I will be traveling alone round trip from Philadelphia to Orlando in December using my Amtrak Guest Reward Points. I was hoping someone could give me some feedback if the insurance is a good purchase since I'll be using my points and not paying out of pocket.


----------



## the_traveler (Jan 17, 2017)

My opinion is no.

The only thing that the "insurance" you purchase from Amtrak covers is the train portion itself. It is a direct train from Philadelphia to Orlando, so once you're on the train, there's no chance of missing your connection. And if there was a connection involved, if it's a guaranteed connection, Amtrak is responsible and will take care of you. If you have to cancel, you can get a 90% refund in cash or a 100% voucher for future travel on Amtrak.

As I see it, the "insurance" is just a money maker for the insurance company in this case.

If you want travel insurance for any other reason (hotels, medical evacuation, etc...), it's up to you. Your credit card may even provide this at no charge!


----------



## pennyk (Jan 17, 2017)

I have no idea whether travel insurance would cover a trip "purchased" using reward points. Maybe someone else would know.

Below are guidelines regarding cancellations of rewards trips (from Amtrak website).

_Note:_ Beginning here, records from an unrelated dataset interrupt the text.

//! WebGPU line pipeline

use glam::Vec2;

use super::RenderError;
use super::vertex::{BACKGROUND, Vertex};

/// Room for the ship, both starting asteroids and a screenful of bullets
const INITIAL_VERTEX_CAPACITY: usize = 256;

/// Map world pixels (origin bottom-left, y up) to NDC, letterboxed so the
/// world keeps its aspect ratio inside the viewport
pub fn world_to_ndc(pos: Vec2, world_size: Vec2, viewport: (u32, u32)) -> Vec2 {
    let (w, h) = viewport;
    let viewport = Vec2::new(w.max(1) as f32, h.max(1) as f32);
    let scale = (viewport.x / world_size.x).min(viewport.y / world_size.y);
    // Fraction of the viewport the world occupies on each axis
    let extent = world_size * scale / viewport;

    let centered = pos / world_size * 2.0 - Vec2::ONE;
    centered * extent
}

/// Vertex capacity to allocate so `needed` vertices fit; keeps `current`
/// when it already does
fn grown_capacity(current: usize, needed: usize) -> usize {
    if needed <= current {
        current
    } else {
        needed.next_power_of_two()
    }
}

/// Empty vertex buffer holding `capacity` vertices, refilled with `write_buffer`
fn create_vertex_buffer(device: &wgpu::Device, capacity: usize) -> wgpu::Buffer {
    device.create_buffer(&wgpu::BufferDescriptor {
        label: Some("lines_vertex_buffer"),
        size: (capacity * std::mem::size_of::<Vertex>()) as wgpu::BufferAddress,
        usage: wgpu::BufferUsages::VERTEX | wgpu::BufferUsages::COPY_DST,
        mapped_at_creation: false,
    })
}

/// Main render state
pub struct LineRenderState {
    pub surface: wgpu::Surface<'static>,
    pub device: wgpu::Device,
    pub queue: wgpu::Queue,
    pub config: wgpu::SurfaceConfiguration,
    pub pipeline: wgpu::RenderPipeline,
    pub vertex_buffer: wgpu::Buffer,
    /// Vertices the current buffer can hold
    pub vertex_capacity: usize,
    pub vertex_count: u32,
    /// Viewport size in pixels
    pub size: (u32, u32),
    /// World size for coordinate mapping
    pub world_size: Vec2,
}

impl LineRenderState {
    pub async fn new(
        surface: wgpu::Surface<'static>,
        adapter: &wgpu::Adapter,
        width: u32,
        height: u32,
        world_size: Vec2,
    ) -> Result<Self, RenderError> {
        let (device, queue) = adapter
            .request_device(&wgpu::DeviceDescriptor {
                label: Some("asteroids-device"),
                required_features: wgpu::Features::empty(),
                required_limits: wgpu::Limits::downlevel_webgl2_defaults(),
                memory_hints: Default::default(),
                trace: Default::default(),
                experimental_features: Default::default(),
            })
            .await?;

        let surface_caps = surface.get_capabilities(adapter);
        let surface_format = surface_caps
            .formats
            .iter()
            .find(|f| f.is_srgb())
            .or_else(|| surface_caps.formats.first())
            .copied()
            .ok_or(RenderError::UnsupportedSurface)?;
        let alpha_mode = surface_caps
            .alpha_modes
            .first()
            .copied()
            .ok_or(RenderError::UnsupportedSurface)?;
        log::info!("Using surface format: {:?}", surface_format);

        let config = wgpu::SurfaceConfiguration {
            usage: wgpu::TextureUsages::RENDER_ATTACHMENT,
            format: surface_format,
            width,
            height,
            present_mode: wgpu::PresentMode::AutoVsync,
            alpha_mode,
            view_formats: vec![],
            desired_maximum_frame_latency: 2,
        };
        surface.configure(&device, &config);

        let shader = device.create_shader_module(wgpu::ShaderModuleDescriptor {
            label: Some("lines_shader"),
            source: wgpu::ShaderSource::Wgsl(include_str!("lines.wgsl").into()),
        });

        let pipeline_layout = device.create_pipeline_layout(&wgpu::PipelineLayoutDescriptor {
            label: Some("lines_pipeline_layout"),
            bind_group_layouts: &[],
            immediate_size: 0,
        });

        let pipeline = device.create_render_pipeline(&wgpu::RenderPipelineDescriptor {
            label: Some("lines_pipeline"),
            layout: Some(&pipeline_layout),
            vertex: wgpu::VertexState {
                module: &shader,
                entry_point: Some("vs_main"),
                buffers: &[Vertex::desc()],
                compilation_options: Default::default(),
            },
            fragment: Some(wgpu::FragmentState {
                module: &shader,
                entry_point: Some("fs_main"),
                targets: &[Some(wgpu::ColorTargetState {
                    format: config.format,
                    blend: Some(wgpu::BlendState::ALPHA_BLENDING),
                    write_mask: wgpu::ColorWrites::ALL,
                })],
                compilation_options: Default::default(),
            }),
            primitive: wgpu::PrimitiveState {
                topology: wgpu::PrimitiveTopology::LineList,
                strip_index_format: None,
                front_face: wgpu::FrontFace::Ccw,
                cull_mode: None,
                polygon_mode: wgpu::PolygonMode::Fill,
                unclipped_depth: false,
                conservative: false,
            },
            depth_stencil: None,
            multisample: wgpu::MultisampleState::default(),
            multiview_mask: None,
            cache: None,
        });

        let vertex_capacity = INITIAL_VERTEX_CAPACITY;
        let vertex_buffer = create_vertex_buffer(&device, vertex_capacity);

        Ok(Self {
            surface,
            device,
            queue,
            config,
            pipeline,
            vertex_buffer,
            vertex_capacity,
            vertex_count: 0,
            size: (width, height),
            world_size,
        })
    }

    pub fn resize(&mut self, new_width: u32, new_height: u32) {
        if new_width > 0 && new_height > 0 {
            self.size = (new_width, new_height);
            self.config.width = new_width;
            self.config.height = new_height;
            self.surface.configure(&self.device, &self.config);
        }
    }

    /// Upload line vertices (world pixels) and draw them
    pub fn render(&mut self, vertices: &[Vertex]) -> Result<(), wgpu::SurfaceError> {
        let ndc_vertices: Vec<Vertex> = vertices
            .iter()
            .map(|v| {
                let p = world_to_ndc(Vec2::from(v.position), self.world_size, self.size);
                Vertex::new(p.x, p.y, v.color)
            })
            .collect();

        let capacity = grown_capacity(self.vertex_capacity, ndc_vertices.len());
        if capacity != self.vertex_capacity {
            log::debug!("Growing line vertex buffer to {} vertices", capacity);
            self.vertex_buffer = create_vertex_buffer(&self.device, capacity);
            self.vertex_capacity = capacity;
        }
        if !ndc_vertices.is_empty() {
            self.queue
                .write_buffer(&self.vertex_buffer, 0, bytemuck::cast_slice(&ndc_vertices));
        }
        self.vertex_count = ndc_vertices.len() as u32;

        let output = self.surface.get_current_texture()?;
        let view = output
            .texture
            .create_view(&wgpu::TextureViewDescriptor::default());

        let mut encoder = self
            .device
            .create_command_encoder(&wgpu::CommandEncoderDescriptor {
                label: Some("lines_encoder"),
            });

        {
            let mut render_pass = encoder.begin_render_pass(&wgpu::RenderPassDescriptor {
                label: Some("lines_pass"),
                color_attachments: &[Some(wgpu::RenderPassColorAttachment {
                    view: &view,
                    resolve_target: None,
                    ops: wgpu::Operations {
                        load: wgpu::LoadOp::Clear(BACKGROUND),
                        store: wgpu::StoreOp::Store,
                    },
                    depth_slice: None,
                })],
                depth_stencil_attachment: None,
                timestamp_writes: None,
                occlusion_query_set: None,
                multiview_mask: None,
            });

            if self.vertex_count > 0 {
                render_pass.set_pipeline(&self.pipeline);
                render_pass.set_vertex_buffer(0, self.vertex_buffer.slice(..));
                render_pass.draw(0..self.vertex_count, 0..1);
            }
        }

        self.queue.submit(std::iter::once(encoder.finish()));
        output.present();

        Ok(())
    }
}

#[cfg(test)]
mod tests {
    use super::*;

    const WORLD: Vec2 = Vec2::new(800.0, 600.0);

    #[test]
    fn test_matching_aspect_fills_viewport() {
        let viewport = (1600, 1200);
        assert_eq!(world_to_ndc(Vec2::ZERO, WORLD, viewport), Vec2::new(-1.0, -1.0));
        assert_eq!(world_to_ndc(WORLD, WORLD, viewport), Vec2::new(1.0, 1.0));
        assert_eq!(world_to_ndc(WORLD / 2.0, WORLD, viewport), Vec2::ZERO);
    }

    #[test]
    fn test_wide_viewport_letterboxes_x() {
        // 4:3 world in a 2:1 viewport uses 2/3 of the width
        let p = world_to_ndc(Vec2::new(800.0, 600.0), WORLD, (1200, 600));
        assert!((p.x - 2.0 / 3.0).abs() < 1e-5);
        assert!((p.y - 1.0).abs() < 1e-5);
    }

    #[test]
    fn test_vertex_capacity_grows_only_when_needed() {
        assert_eq!(grown_capacity(256, 0), 256);
        assert_eq!(grown_capacity(256, 256), 256);
        assert_eq!(grown_capacity(256, 257), 512);
        assert_eq!(grown_capacity(256, 1000), 1024);
        // Never shrinks once grown
        assert_eq!(grown_capacity(1024, 10), 1024);
    }

    #[test]
    fn test_zero_viewport_does_not_divide_by_zero() {
        let p = world_to_ndc(Vec2::new(400.0, 300.0), WORLD, (0, 0));
        assert!(p.is_finite());
    }
}
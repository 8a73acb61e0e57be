//! In-memory prompt cache keyed by the exact formatted prompt.
//!
//! Process-scoped and never evicted. A retry prompt carries the failure
//! diagnostic, so it never collides with the first-attempt prompt.

use std::collections::HashMap;

use sha2::{Digest, Sha256};
use tracing::debug;

/// Compute a short hash of content for log fields.
pub fn content_hash(content: &str) -> String {
    let mut hasher = Sha256::new();
    hasher.update(content.as_bytes());
    let result = hasher.finalize();
    hex::encode(&result[..8]) // First 8 bytes = 16 hex chars
}

#[derive(Debug, Default)]
pub struct PromptCache {
    entries: HashMap<String, String>,
    hits: u64,
    misses: u64,
}

impl PromptCache {
    pub fn new() -> Self {
        Self::default()
    }

    /// Look up a prompt, counting the hit or miss.
    pub fn get(&mut self, prompt: &str) -> Option<&str> {
        match self.entries.get(prompt) {
            Some(completion) => {
                self.hits += 1;
                debug!(key = %content_hash(prompt), "prompt cache hit");
                Some(completion.as_str())
            }
            None => {
                self.misses += 1;
                None
            }
        }
    }

    pub fn insert(&mut self, prompt: String, completion: String) {
        debug!(key = %content_hash(&prompt), "prompt cache store");
        self.entries.insert(prompt, completion);
    }

    pub fn len(&self) -> usize {
        self.entries.len()
    }

    pub fn is_empty(&self) -> bool {
        self.entries.is_empty()
    }

    pub fn hits(&self) -> u64 {
        self.hits
    }

    pub fn misses(&self) -> u64 {
        self.misses
    }
}

#[cfg(test)]
mod tests {
    use super::*;

    #[test]
    fn content_hash_is_deterministic() {
        let hash1 = content_hash("Hello, world!");
        let hash2 = content_hash("Hello, world!");
        assert_eq!(hash1, hash2);
        assert_eq!(hash1.len(), 16);
        assert_ne!(content_hash("Hello"), content_hash("World"));
    }

    #[test]
    fn get_counts_hits_and_misses() {
        let mut cache = PromptCache::new();
        assert!(cache.get("prompt").is_none());
        cache.insert("prompt".to_string(), "wait(1)".to_string());
        assert_eq!(cache.get("prompt"), Some("wait(1)"));
        assert!(cache.get("prompt ").is_none());
        assert_eq!(cache.hits(), 1);
        assert_eq!(cache.misses(), 2);
        assert_eq!(cache.len(), 1);
    }
}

> REWARD TICKET MODIFICATIONS & CANCELATIONS
> For modifications on one-way, round-trip or multi-segment reward travel, the following will applyoints difference (to new prevailing fare) will apply in all cases with a 10% points penalty withheld on any fare difference returned to member
> If modifying a non-sleeper ticket within 24 hours prior to departure, or a sleeper ticket within 14 days prior to departure, an additional "close-in" penalty of 10% of the points redeemed will be collected (waived for Select Executive).
> 
> ...


https://amtrakguestrewards.com/info/2016redemptionguidelines


----------



## Lonestar648 (Jan 26, 2017)

Insurance covers the cash portion of your trip, not the free portion. I never purchase travel insurance when traveling Amtrak since I can get a refund or voucher. Also, I do not pay in advance for hotels or rentals cars since those reservations are non refundable nor changeable. The cost of insurance is worth the price for a cruise since reservations have to be made so far in advance.


----------